• _What you will do_:
Output each line of the data word for word, from the first through the line that holds "pub fn is_lower_bound(self)", and leave off whatever follows.

• _Excerpts from a dataset_:
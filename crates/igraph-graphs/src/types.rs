//! Filter configuration and result table types

use std::fmt;
use std::str::FromStr;

use chrono::TimeDelta;
use igraph_common::{total_seconds, IGraphError, Result};
use serde::{Deserialize, Serialize};

/// Inequality applied between a row's duration and the cutoff
#[derive(Debug, Clone, Copy, PartialEq, Eq, Serialize, Deserialize)]
pub enum Comparator {
    Lt,
    Le,
    Gt,
    Ge,
}

impl Comparator {
    /// Whether `lhs comparator rhs` holds
    pub fn holds(self, lhs: f64, rhs: f64) -> bool {
        match self {
            Self::Lt => lhs < rhs,
            Self::Le => lhs <= rhs,
            Self::Gt => lhs > rhs,
            Self::Ge => lhs >= rhs,
        }
    }

    pub fn symbol(self) -> &'static str {
        match self {
            Self::Lt => "<",
            Self::Le => "<=",
            Self::Gt => ">",
            Self::Ge => ">=",
        }
    }

    /// Lower-bound comparators keep rows above the cutoff, so the maximum
    /// becomes a meaningful upper end of the range
    pub fn is_lower_bound(self) -> bool {
        matches!(self, Self::Gt | Self::Ge)
    }

    /// The mirrored symbol used when re-expressing a lower bound as an
    /// upper bound in display labels
    pub fn complement_symbol(self) -> &'static str {
        match self {
            Self::Lt => ">",
            Self::Le => ">=",
            Self::Gt => "<",
            Self::Ge => "<=",
        }
    }
}

impl fmt::Display for Comparator {
    fn fmt(&self, f: &mut fmt::Formatter<'_>) -> fmt::Result {
        f.write_str(self.symbol())
    }
}

impl FromStr for Comparator {
    type Err = IGraphError;

    fn from_str(s: &str) -> Result<Self> {
        match s {
            "<" => Ok(Self::Lt),
            "<=" => Ok(Self::Le),
            ">" => Ok(Self::Gt),
            ">=" => Ok(Self::Ge),
            other => Err(IGraphError::config(format!(
                "unrecognized comparator symbol: {other:?}"
            ))),
        }
    }
}

/// Unit the grouped durations are reported in
#[derive(Debug, Clone, Copy, PartialEq, Eq, Serialize, Deserialize)]
pub enum TimeDivision {
    Minutes,
    Hours,
}

impl TimeDivision {
    /// Seconds in one unit of this division
    pub fn seconds_per_unit(self) -> f64 {
        match self {
            Self::Minutes => igraph_common::SECONDS_PER_MINUTE,
            Self::Hours => igraph_common::SECONDS_PER_HOUR,
        }
    }

    pub fn name(self) -> &'static str {
        match self {
            Self::Minutes => "minutes",
            Self::Hours => "hours",
        }
    }
}

impl fmt::Display for TimeDivision {
    fn fmt(&self, f: &mut fmt::Formatter<'_>) -> fmt::Result {
        f.write_str(self.name())
    }
}

impl FromStr for TimeDivision {
    type Err = IGraphError;

    fn from_str(s: &str) -> Result<Self> {
        match s {
            "minutes" => Ok(Self::Minutes),
            "hours" => Ok(Self::Hours),
            other => Err(IGraphError::config(format!(
                "unrecognized time division: {other:?}"
            ))),
        }
    }
}

/// Filtering options for one pipeline run.
///
/// `maximum` is an unconditional upper clamp on surviving durations, applied
/// even when the comparator already imposes an upper bound.
#[derive(Debug, Clone)]
pub struct FilterSpec {
    pub cutoff: TimeDelta,
    pub comparator: Comparator,
    pub division: TimeDivision,
    pub maximum: TimeDelta,
}

impl Default for FilterSpec {
    fn default() -> Self {
        Self {
            cutoff: TimeDelta::zero(),
            comparator: Comparator::Lt,
            division: TimeDivision::Hours,
            maximum: TimeDelta::hours(24),
        }
    }
}

impl FilterSpec {
    /// A spec with the given cutoff and the default comparator, division
    /// and maximum
    pub fn new(cutoff: TimeDelta) -> Self {
        Self {
            cutoff,
            ..Self::default()
        }
    }

    /// Check the spec invariants: a non-negative cutoff, and a maximum
    /// above the cutoff whenever the comparator is a lower bound
    pub fn validate(&self) -> Result<()> {
        let cutoff_secs = total_seconds(&self.cutoff);
        if cutoff_secs < 0.0 {
            return Err(IGraphError::config(format!(
                "cutoff must be non-negative, got {cutoff_secs}s"
            )));
        }
        if self.comparator.is_lower_bound() && total_seconds(&self.maximum) <= cutoff_secs {
            return Err(IGraphError::config(format!(
                "maximum must exceed cutoff for comparator {}, got maximum {}s with cutoff {}s",
                self.comparator,
                total_seconds(&self.maximum),
                cutoff_secs
            )));
        }
        Ok(())
    }
}

/// One output column: the durations (in the requested unit) of events whose
/// start fell in this bucket
#[derive(Debug, Clone, PartialEq, Serialize, Deserialize)]
pub struct HourBucket {
    pub label: u8,
    pub values: Vec<f64>,
}

/// The pipeline's result table: ordered hour bucket columns of equal length.
///
/// Cells introduced by row-wise concatenation for columns absent in one of
/// the source tables hold `f64::NAN`.
#[derive(Debug, Clone, PartialEq, Serialize, Deserialize, Default)]
pub struct HourBucketTable {
    columns: Vec<HourBucket>,
}

impl HourBucketTable {
    pub fn new(columns: Vec<HourBucket>) -> Self {
        Self { columns }
    }

    pub fn columns(&self) -> &[HourBucket] {
        &self.columns
    }

    pub fn column(&self, label: u8) -> Option<&HourBucket> {
        self.columns.iter().find(|c| c.label == label)
    }

    pub fn labels(&self) -> Vec<u8> {
        self.columns.iter().map(|c| c.label).collect()
    }

    pub fn num_columns(&self) -> usize {
        self.columns.len()
    }

    pub fn num_rows(&self) -> usize {
        self.columns.first().map_or(0, |c| c.values.len())
    }

    pub fn is_empty(&self) -> bool {
        self.columns.is_empty()
    }

    /// Stack tables row-wise. Columns are unioned in order of first
    /// appearance; a column absent from one table contributes NAN cells for
    /// that table's rows.
    pub fn concat_rows(tables: &[HourBucketTable]) -> HourBucketTable {
        let mut labels: Vec<u8> = Vec::new();
        for table in tables {
            for column in &table.columns {
                if !labels.contains(&column.label) {
                    labels.push(column.label);
                }
            }
        }

        let mut columns: Vec<HourBucket> = labels
            .into_iter()
            .map(|label| HourBucket {
                label,
                values: Vec::new(),
            })
            .collect();

        for table in tables {
            let rows = table.num_rows();
            for column in &mut columns {
                match table.column(column.label) {
                    Some(source) => column.values.extend_from_slice(&source.values),
                    None => column.values.extend(std::iter::repeat(f64::NAN).take(rows)),
                }
            }
        }

        HourBucketTable { columns }
    }
}

/// Chart configuration for the box plot renderer
#[derive(Debug, Clone, Serialize, Deserialize)]
pub struct ChartConfig {
    pub title: String,
    pub width: u32,
    pub height: u32,
    pub x_label: Option<String>,
    pub y_label: Option<String>,
}

impl Default for ChartConfig {
    fn default() -> Self {
        Self {
            title: "Intermission Durations".to_string(),
            // dimensions sized for a 24 column layout
            width: 1000,
            height: 500,
            x_label: None,
            y_label: None,
        }
    }
}
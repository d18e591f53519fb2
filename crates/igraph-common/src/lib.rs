//! Common utilities and types for igraph intermission analysis

pub mod error;
pub mod logging;
pub mod types;
pub mod utils;

// Re-export commonly used types
pub use error::{IGraphError, Result};
pub use logging::{init_default_logging, init_dev_logging, init_logging, LoggingConfig};
pub use types::*;
pub use utils::*;
//! Hour-of-day intermission duration analysis and box plot generation.
//!
//! The filter/group pipeline turns a raw table of intermission records into
//! per-hour duration buckets ready for a box-and-whisker plot; the merger
//! fans the pipeline out over the registered locations and stacks the
//! results.

pub mod labels;
pub mod locations;
pub mod merger;
pub mod pipeline;
pub mod renderer;
pub mod types;

pub use labels::{range_label, y_axis_label, X_AXIS_LABEL};
pub use locations::{Location, LocationRegistry};
pub use merger::MultiLocationMerger;
pub use pipeline::FilterGroupPipeline;
pub use renderer::BoxPlotGraph;
pub use types::{ChartConfig, Comparator, FilterSpec, HourBucket, HourBucketTable, TimeDivision};
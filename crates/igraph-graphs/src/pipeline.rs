//! The filter/group/rotate pipeline turning an event table into hour buckets

use std::collections::BTreeMap;

use chrono::Timelike;
use igraph_common::{total_seconds, EventTable, IGraphError, Result};
use tracing::debug;

use crate::types::{FilterSpec, HourBucket, HourBucketTable};

/// Filters an event table by duration, groups the survivors by the UTC
/// hour their start falls in, converts to the requested unit, and
/// optionally relabels the buckets for a fixed local-time offset.
#[derive(Debug, Clone)]
pub struct FilterGroupPipeline {
    spec: FilterSpec,
}

impl FilterGroupPipeline {
    /// Build a pipeline, rejecting specs that violate the filter invariants
    pub fn new(spec: FilterSpec) -> Result<Self> {
        spec.validate()?;
        Ok(Self { spec })
    }

    pub fn spec(&self) -> &FilterSpec {
        &self.spec
    }

    /// Run the pipeline over a table.
    ///
    /// `utc_offset_hours`, when given, must be in 0..=23 and cyclically
    /// relabels the output columns so UTC buckets read as local-time
    /// buckets. Columns are labeled by group index, truncated to the
    /// smallest group so every column has the same number of rows.
    pub fn process(
        &self,
        table: &EventTable,
        utc_offset_hours: Option<u8>,
    ) -> Result<HourBucketTable> {
        if let Some(offset) = utc_offset_hours {
            if offset > 23 {
                return Err(IGraphError::config(format!(
                    "timezone offset must be in 0..=23 hours, got {offset}"
                )));
            }
        }
        if table.is_empty() {
            return Err(IGraphError::empty_result("input table has no rows"));
        }

        let field = table.start_field()?;
        let cutoff_secs = total_seconds(&self.spec.cutoff);
        let maximum_secs = total_seconds(&self.spec.maximum);
        let per_unit = self.spec.division.seconds_per_unit();

        let mut groups: BTreeMap<u32, Vec<f64>> = BTreeMap::new();
        for record in table.records() {
            let start = record.start(field).ok_or_else(|| {
                IGraphError::schema_column(
                    "record is missing the selected start column",
                    field.column_name(),
                )
            })?;
            let secs = total_seconds(&record.duration);
            if !self.spec.comparator.holds(secs, cutoff_secs) {
                continue;
            }
            // unconditional upper clamp, whatever the comparator direction
            if secs > maximum_secs {
                continue;
            }
            groups.entry(start.hour()).or_default().push(secs / per_unit);
        }

        if groups.is_empty() {
            return Err(IGraphError::empty_result(format!(
                "no rows satisfy duration {} {}s with maximum {}s",
                self.spec.comparator, cutoff_secs, maximum_secs
            )));
        }

        // Columns labeled by group index, every column cut to the shortest
        // group so rows stay complete across all columns.
        let shortest = groups.values().map(Vec::len).min().unwrap_or(0);
        let mut columns: Vec<HourBucket> = groups
            .into_values()
            .enumerate()
            .map(|(index, mut values)| {
                values.truncate(shortest);
                HourBucket {
                    label: index as u8,
                    values,
                }
            })
            .collect();

        if let Some(offset) = utc_offset_hours {
            // Shift the label sequence so UTC hour indices read as local
            // ones, then restore ascending label order.
            let count = columns.len();
            let mut labels: Vec<u8> = (0..count as u8).collect();
            labels.rotate_left(offset as usize % count);
            for (column, label) in columns.iter_mut().zip(labels) {
                column.label = label;
            }
            columns.sort_by_key(|column| column.label);
        }

        debug!(
            "Grouped durations into {} hour buckets with {} rows each",
            columns.len(),
            shortest
        );
        Ok(HourBucketTable::new(columns))
    }
}
//! In-memory reference implementation of the task API.
//!
//! Serves the same contract as the production backend: list and get wrap
//! their payload in `{data, ...}`, create and update answer with the bare
//! task, delete answers 204. Used by the client's integration tests.

use std::{collections::BTreeMap, sync::Arc};

use axum::{
    extract::{Path, Query, State},
    http::StatusCode,
    response::{IntoResponse, Response},
    routing::get,
    Json, Router,
};
use chrono::{SecondsFormat, Utc};
use serde::{Deserialize, Serialize};
use tokio::{net::TcpListener, sync::RwLock};
use tracing::debug;

pub const COLLECTION_PATH: &str = "/api/todos";

pub const DEFAULT_PER_PAGE: usize = 15;

#[derive(Clone, Copy, Debug, Default, PartialEq, Eq, Serialize, Deserialize)]
#[serde(rename_all = "snake_case")]
pub enum TaskStatus {
    #[default]
    NotStarted,
    InProgress,
    Completed,
}

#[derive(Clone, Debug, Serialize, Deserialize)]
pub struct Task {
    pub id: u64,
    pub title: String,
    pub details: String,
    pub status: TaskStatus,
    pub created_at: String,
    pub updated_at: String,
}

#[derive(Deserialize)]
pub struct CreateTask {
    pub title: Option<String>,
    pub details: Option<String>,
    pub status: Option<TaskStatus>,
}

#[derive(Deserialize)]
pub struct UpdateTask {
    pub title: Option<String>,
    pub details: Option<String>,
    pub status: Option<TaskStatus>,
}

#[derive(Debug, Serialize, Deserialize)]
pub struct Single<T> {
    pub data: T,
}

#[derive(Debug, Serialize, Deserialize)]
pub struct Page<T> {
    pub data: Vec<T>,
    pub links: PageLinks,
    pub meta: PageMeta,
}

#[derive(Debug, Serialize, Deserialize)]
pub struct PageLinks {
    pub first: String,
    pub last: String,
    pub prev: Option<String>,
    pub next: Option<String>,
}

#[derive(Debug, Serialize, Deserialize)]
pub struct PageMeta {
    pub current_page: usize,
    pub from: Option<usize>,
    pub last_page: usize,
    pub path: String,
    pub per_page: usize,
    pub to: Option<usize>,
    pub total: usize,
}

#[derive(Deserialize)]
pub struct ListParams {
    pub page: Option<usize>,
}

#[derive(Debug, thiserror::Error)]
pub enum ServerError {
    #[error("Task not found")]
    NotFound,
    #[error("{0}")]
    Validation(String),
}

impl IntoResponse for ServerError {
    fn into_response(self) -> Response {
        let (status, body) = match &self {
            Self::NotFound => (
                StatusCode::NOT_FOUND,
                serde_json::json!({ "message": self.to_string() }),
            ),
            Self::Validation(msg) => (
                StatusCode::UNPROCESSABLE_ENTITY,
                serde_json::json!({ "error": msg }),
            ),
        };
        (status, Json(body)).into_response()
    }
}

#[derive(Default)]
struct Store {
    next_id: u64,
    tasks: BTreeMap<u64, Task>,
}

#[derive(Clone)]
pub struct AppState {
    store: Arc<RwLock<Store>>,
    per_page: usize,
}

pub fn app() -> Router {
    app_with_page_size(DEFAULT_PER_PAGE)
}

pub fn app_with_page_size(per_page: usize) -> Router {
    let state = AppState {
        store: Arc::new(RwLock::new(Store::default())),
        per_page: per_page.max(1),
    };
    Router::new()
        .route(COLLECTION_PATH, get(list_tasks).post(create_task))
        .route("/api/todos/{id}", get(get_task).put(update_task).delete(delete_task))
        .with_state(state)
}

pub async fn run(listener: TcpListener) -> Result<(), std::io::Error> {
    serve_app(listener, app()).await
}

pub async fn serve_app(listener: TcpListener, app: Router) -> Result<(), std::io::Error> {
    axum::serve(listener, app).await
}

fn now() -> String {
    Utc::now().to_rfc3339_opts(SecondsFormat::Micros, true)
}

fn page_link(page: usize) -> String {
    format!("{COLLECTION_PATH}?page={page}")
}

fn required_title(title: Option<String>) -> Result<String, ServerError> {
    match title {
        Some(title) if !title.trim().is_empty() => Ok(title),
        _ => Err(ServerError::Validation("title is required".to_string())),
    }
}

/// Slice `tasks` (ordered by id) into page `page`, 1-based.
fn paginate(tasks: Vec<Task>, page: usize, per_page: usize) -> Page<Task> {
    let total = tasks.len();
    let last_page = total.div_ceil(per_page).max(1);
    let offset = (page - 1).saturating_mul(per_page);
    let data: Vec<Task> = tasks.into_iter().skip(offset).take(per_page).collect();
    let (from, to) = if data.is_empty() {
        (None, None)
    } else {
        (Some(offset + 1), Some(offset + data.len()))
    };
    Page {
        links: PageLinks {
            first: page_link(1),
            last: page_link(last_page),
            prev: (page > 1).then(|| page_link(page - 1)),
            next: (page < last_page).then(|| page_link(page + 1)),
        },
        meta: PageMeta {
            current_page: page,
            from,
            last_page,
            path: COLLECTION_PATH.to_string(),
            per_page,
            to,
            total,
        },
        data,
    }
}

async fn list_tasks(
    State(state): State<AppState>,
    Query(params): Query<ListParams>,
) -> Json<Page<Task>> {
    let page = params.page.unwrap_or(1).max(1);
    let tasks: Vec<Task> = state.store.read().await.tasks.values().cloned().collect();
    Json(paginate(tasks, page, state.per_page))
}

async fn create_task(
    State(state): State<AppState>,
    Json(input): Json<CreateTask>,
) -> Result<(StatusCode, Json<Task>), ServerError> {
    let title = required_title(input.title)?;
    let mut store = state.store.write().await;
    store.next_id += 1;
    let timestamp = now();
    let task = Task {
        id: store.next_id,
        title,
        details: input.details.unwrap_or_default(),
        status: input.status.unwrap_or_default(),
        created_at: timestamp.clone(),
        updated_at: timestamp,
    };
    store.tasks.insert(task.id, task.clone());
    debug!(id = task.id, "task created");
    Ok((StatusCode::CREATED, Json(task)))
}

async fn get_task(
    State(state): State<AppState>,
    Path(id): Path<u64>,
) -> Result<Json<Single<Task>>, ServerError> {
    let store = state.store.read().await;
    let task = store.tasks.get(&id).cloned().ok_or(ServerError::NotFound)?;
    Ok(Json(Single { data: task }))
}

async fn update_task(
    State(state): State<AppState>,
    Path(id): Path<u64>,
    Json(input): Json<UpdateTask>,
) -> Result<Json<Task>, ServerError> {
    let title = input.title.map(|t| required_title(Some(t))).transpose()?;
    let mut store = state.store.write().await;
    let task = store.tasks.get_mut(&id).ok_or(ServerError::NotFound)?;
    if let Some(title) = title {
        task.title = title;
    }
    if let Some(details) = input.details {
        task.details = details;
    }
    if let Some(status) = input.status {
        task.status = status;
    }
    task.updated_at = now();
    debug!(id, "task updated");
    Ok(Json(task.clone()))
}

async fn delete_task(
    State(state): State<AppState>,
    Path(id): Path<u64>,
) -> Result<StatusCode, ServerError> {
    let mut store = state.store.write().await;
    store.tasks.remove(&id).ok_or(ServerError::NotFound)?;
    debug!(id, "task deleted");
    Ok(StatusCode::NO_CONTENT)
}

#[cfg(test)]
mod tests {
    use super::*;

    fn task(id: u64) -> Task {
        Task {
            id,
            title: format!("Task {id}"),
            details: String::new(),
            status: TaskStatus::NotStarted,
            created_at: String::new(),
            updated_at: String::new(),
        }
    }

    #[test]
    fn task_serializes_to_json() {
        let json = serde_json::to_value(task(1)).unwrap();
        assert_eq!(json["id"], 1);
        assert_eq!(json["title"], "Task 1");
        assert_eq!(json["status"], "not_started");
    }

    #[test]
    fn create_task_fields_are_optional() {
        let input: CreateTask = serde_json::from_str(r#"{}"#).unwrap();
        assert!(input.title.is_none());
        assert!(input.status.is_none());
    }

    #[test]
    fn create_task_rejects_unknown_status() {
        let result: Result<CreateTask, _> =
            serde_json::from_str(r#"{"title":"x","status":"archived"}"#);
        assert!(result.is_err());
    }

    #[test]
    fn required_title_rejects_blank() {
        assert!(required_title(None).is_err());
        assert!(required_title(Some("  ".to_string())).is_err());
        assert_eq!(required_title(Some("ok".to_string())).unwrap(), "ok");
    }

    #[test]
    fn paginate_first_of_several_pages() {
        let page = paginate((1..=5).map(task).collect(), 1, 2);
        let ids: Vec<u64> = page.data.iter().map(|t| t.id).collect();
        assert_eq!(ids, vec![1, 2]);
        assert_eq!(page.meta.last_page, 3);
        assert_eq!(page.meta.from, Some(1));
        assert_eq!(page.meta.to, Some(2));
        assert_eq!(page.links.prev, None);
        assert_eq!(page.links.next.as_deref(), Some("/api/todos?page=2"));
    }

    #[test]
    fn paginate_last_page_is_partial() {
        let page = paginate((1..=5).map(task).collect(), 3, 2);
        let ids: Vec<u64> = page.data.iter().map(|t| t.id).collect();
        assert_eq!(ids, vec![5]);
        assert_eq!(page.links.next, None);
        assert_eq!(page.links.prev.as_deref(), Some("/api/todos?page=2"));
    }

    #[test]
    fn paginate_empty_store() {
        let page = paginate(Vec::new(), 1, 15);
        assert!(page.data.is_empty());
        assert_eq!(page.meta.last_page, 1);
        assert_eq!(page.meta.total, 0);
        assert_eq!(page.meta.from, None);
    }

    #[test]
    fn paginate_past_the_end() {
        let page = paginate((1..=2).map(task).collect(), 9, 15);
        assert!(page.data.is_empty());
        assert_eq!(page.meta.current_page, 9);
        assert_eq!(page.links.next, None);
    }
}
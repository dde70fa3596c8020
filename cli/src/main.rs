//! `tasks`: command-line front end for the task API.

#![forbid(unsafe_code)]

use std::io::{self, Write};
use std::process::ExitCode;

use anyhow::Context as _;
use clap::{Parser, Subcommand};
use task_core::{config, filter_tasks, StatusFilter, Task, TaskApi, TaskId, TaskInput, TaskStatus, Transport};

#[derive(Debug, Parser)]
#[command(name = "tasks", version, about = "Manage tasks on the remote task API")]
struct Cli {
    /// Collection endpoint, e.g. https://host/api/todos (default: $TASKS_API_URL or built-in)
    #[arg(long = "api-url", global = true, value_parser = parse_api_url)]
    api_url: Option<String>,

    /// Print JSON instead of text
    #[arg(long, global = true)]
    json: bool,

    #[command(subcommand)]
    cmd: Commands,
}

#[derive(Debug, Subcommand)]
enum Commands {
    /// List tasks
    #[command(alias = "ls")]
    List {
        /// all, not_started, in_progress or completed
        #[arg(short, long, default_value = "all")]
        status: StatusFilter,
        /// Follow pagination instead of showing the first page only
        #[arg(long)]
        all_pages: bool,
    },
    /// Show one task
    Get { id: TaskId },
    /// Create a task
    Create {
        #[arg(short, long)]
        title: String,
        #[arg(short, long, default_value = "")]
        details: String,
        #[arg(short, long, default_value = "not_started")]
        status: TaskStatus,
    },
    /// Change fields of a task; omitted fields are not sent
    Update {
        id: TaskId,
        #[arg(short, long)]
        title: Option<String>,
        #[arg(short, long)]
        details: Option<String>,
        #[arg(short, long)]
        status: Option<TaskStatus>,
    },
    /// Delete a task
    #[command(alias = "rm")]
    Delete { id: TaskId },
}

fn main() -> ExitCode {
    tracing_subscriber::fmt()
        .with_env_filter(
            tracing_subscriber::EnvFilter::try_from_default_env()
                .unwrap_or_else(|_| "warn".into()),
        )
        .with_writer(io::stderr)
        .init();

    let cli = Cli::parse();
    if let Some(url) = &cli.api_url {
        if !config::init_api_url(url) {
            eprintln!("error: --api-url {url:?} was not applied");
            return ExitCode::from(2);
        }
    }
    let api = TaskApi::from_config();

    let stdout = io::stdout();
    match run(cli, &api, &mut stdout.lock()) {
        Ok(()) => ExitCode::SUCCESS,
        Err(err) => {
            eprintln!("error: {err:#}");
            ExitCode::FAILURE
        }
    }
}

fn parse_api_url(raw: &str) -> Result<String, String> {
    let url = raw.trim();
    if url.is_empty() {
        return Err("must not be blank".to_string());
    }
    Ok(url.to_string())
}

fn run<T: Transport>(cli: Cli, api: &TaskApi<T>, out: &mut impl Write) -> anyhow::Result<()> {
    match cli.cmd {
        Commands::List { status, all_pages } => {
            let tasks = if all_pages {
                api.list_all_tasks()?
            } else {
                api.list_tasks()?
            };
            let shown = filter_tasks(&tasks, status);
            if cli.json {
                writeln!(out, "{}", serde_json::to_string_pretty(&shown)?)?;
            } else if shown.is_empty() {
                writeln!(out, "no tasks")?;
            } else {
                for task in shown {
                    writeln!(out, "{}", summary_line(task))?;
                }
            }
        }
        Commands::Get { id } => {
            let task = api.get_task(id)?;
            print_task(out, &task, cli.json)?;
        }
        Commands::Create {
            title,
            details,
            status,
        } => {
            let input = TaskInput::from_form(&title, &details, status)?;
            let task = api.create_task(&input)?;
            print_task(out, &task, cli.json)?;
        }
        Commands::Update {
            id,
            title,
            details,
            status,
        } => {
            if title.is_none() && details.is_none() && status.is_none() {
                anyhow::bail!("nothing to update: pass --title, --details or --status");
            }
            let input = TaskInput {
                title,
                details,
                status,
            };
            let task = api
                .update_task(id, &input)
                .with_context(|| format!("task {id}"))?;
            print_task(out, &task, cli.json)?;
        }
        Commands::Delete { id } => {
            api.delete_task(id)?;
            if !cli.json {
                writeln!(out, "deleted task {id}")?;
            }
        }
    }
    Ok(())
}

fn summary_line(task: &Task) -> String {
    let title = if task.title.is_empty() {
        "Untitled Task"
    } else {
        task.title.as_str()
    };
    format!("{:>5}  {:<11}  {title}", task.id, task.status.as_str())
}

fn print_task(out: &mut impl Write, task: &Task, json: bool) -> anyhow::Result<()> {
    if json {
        writeln!(out, "{}", serde_json::to_string_pretty(task)?)?;
        return Ok(());
    }
    writeln!(out, "{}", summary_line(task))?;
    if !task.details.is_empty() {
        writeln!(out, "       {}", task.details)?;
    }
    writeln!(out, "       created {}  updated {}", task.created_at, task.updated_at)?;
    Ok(())
}
//! HTTP transport types for the host-does-IO pattern.
//!
//! # Design
//! These types describe HTTP requests and responses as plain data. The
//! client builds `HttpRequest` values and parses `HttpResponse` values
//! without touching the network; a `Transport` (or the FFI host) performs
//! the actual exchange.
//!
//! All fields use owned types (`String`, `Vec`) so values can cross FFI
//! boundaries without lifetime concerns.

use std::fmt;

/// HTTP method for a request.
#[derive(Debug, Clone, Copy, PartialEq, Eq)]
pub enum HttpMethod {
    Get,
    Post,
    Put,
    Delete,
}

impl HttpMethod {
    pub fn as_str(&self) -> &'static str {
        match self {
            HttpMethod::Get => "GET",
            HttpMethod::Post => "POST",
            HttpMethod::Put => "PUT",
            HttpMethod::Delete => "DELETE",
        }
    }
}

impl fmt::Display for HttpMethod {
    fn fmt(&self, f: &mut fmt::Formatter<'_>) -> fmt::Result {
        f.write_str(self.as_str())
    }
}

/// An HTTP request described as plain data.
///
/// Built by `TaskClient::build_*` methods. `path` is the absolute URL.
#[derive(Debug, Clone, PartialEq, Eq)]
pub struct HttpRequest {
    pub method: HttpMethod,
    pub path: String,
    pub headers: Vec<(String, String)>,
    pub body: Option<String>,
}

/// An HTTP response described as plain data.
///
/// Non-2xx statuses are ordinary values here; interpreting them is the
/// job of `TaskClient::parse_*`.
#[derive(Debug, Clone, PartialEq, Eq)]
pub struct HttpResponse {
    pub status: u16,
    pub headers: Vec<(String, String)>,
    pub body: String,
}

impl HttpResponse {
    pub fn new(status: u16, body: impl Into<String>) -> Self {
        Self {
            status,
            headers: Vec::new(),
            body: body.into(),
        }
    }

    pub fn is_success(&self) -> bool {
        (200..300).contains(&self.status)
    }
}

• _Exercise output_:
filename crates/igraph-graphs/src/types.rs
//! Filter configuration and result table types

use std::fmt;
use std::str::FromStr;

use chrono::TimeDelta;
use igraph_common::{total_seconds, IGraphError, Result};
use serde::{Deserialize, Serialize};

/// Inequality applied between a row's duration and the cutoff
#[derive(Debug, Clone, Copy, PartialEq, Eq, Serialize, Deserialize)]
pub enum Comparator {
    Lt,
    Le,
    Gt,
    Ge,
}

impl Comparator {
    /// Whether `lhs comparator rhs` holds
    pub fn holds(self, lhs: f64, rhs: f64) -> bool {
        match self {
            Self::Lt => lhs < rhs,
            Self::Le => lhs <= rhs,
            Self::Gt => lhs > rhs,
            Self::Ge => lhs >= rhs,
        }
    }

    pub fn symbol(self) -> &'static str {
        match self {
            Self::Lt => "<",
            Self::Le => "<=",
            Self::Gt => ">",
            Self::Ge => ">=",
        }
    }

    /// Lower-bound comparators keep rows above the cutoff, so the maximum
    /// becomes a meaningful upper end of the range
    pub fn is_lower_bound(self) -> bool {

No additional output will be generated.